Each entry is to be restated word for word, with nothing omitted.

----------------------------------------

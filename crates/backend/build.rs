use std::env;
use std::fs;
use std::path::Path;

fn main() {
    println!("cargo:rerun-if-changed=../../config.toml");

    // Place config.toml next to the produced binary so the exe-relative
    // lookup in shared::config finds it during local runs.
    let out_dir = env::var("OUT_DIR").unwrap();
    let profile = env::var("PROFILE").unwrap();
    let target_dir = Path::new(&out_dir)
        .ancestors()
        .find(|p| p.ends_with(&profile))
        .expect("could not locate target profile directory");

    let workspace_root = Path::new(env!("CARGO_MANIFEST_DIR"))
        .parent()
        .and_then(|p| p.parent())
        .expect("could not locate workspace root");

    let source = workspace_root.join("config.toml");
    if source.exists() {
        let dest = target_dir.join("config.toml");
        fs::copy(&source, &dest).unwrap_or_else(|e| panic!("failed to copy config.toml: {}", e));
    }
}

----------------------------------------

▶ _Your solution_:
filename crates/backend/build.rs
use std::env;
use std::fs;
use std::path::Path;

fn main() {
    println!("cargo:rerun-if-changed=../../config.toml");

    // Place config.toml next to the produced binary so the exe-relative
    // lookup in shared::config finds it during local runs.
    let out_dir = env::var("OUT_DIR").unwrap();
    let profile = env::var("PROFILE").unwrap();
    let target_dir = Path::new(&out_dir)
        .ancestors()
        .find(|p| p.ends_with(&profile))
        .expect("could not locate target profile directory");

    let workspace_root = Path::new(env!("CARGO_MANIFEST_DIR"))
        .parent()
        .and_then(|p| p.parent())
        .expect("could not locate workspace root");

    let source = workspace_root.join("config.toml");
    if source.exists() {
        let dest = target_dir.join("config.toml");
        fs::copy(&source, &dest).unwrap_or_else(|e| panic!("failed to copy config.toml: {}", e));
    }
}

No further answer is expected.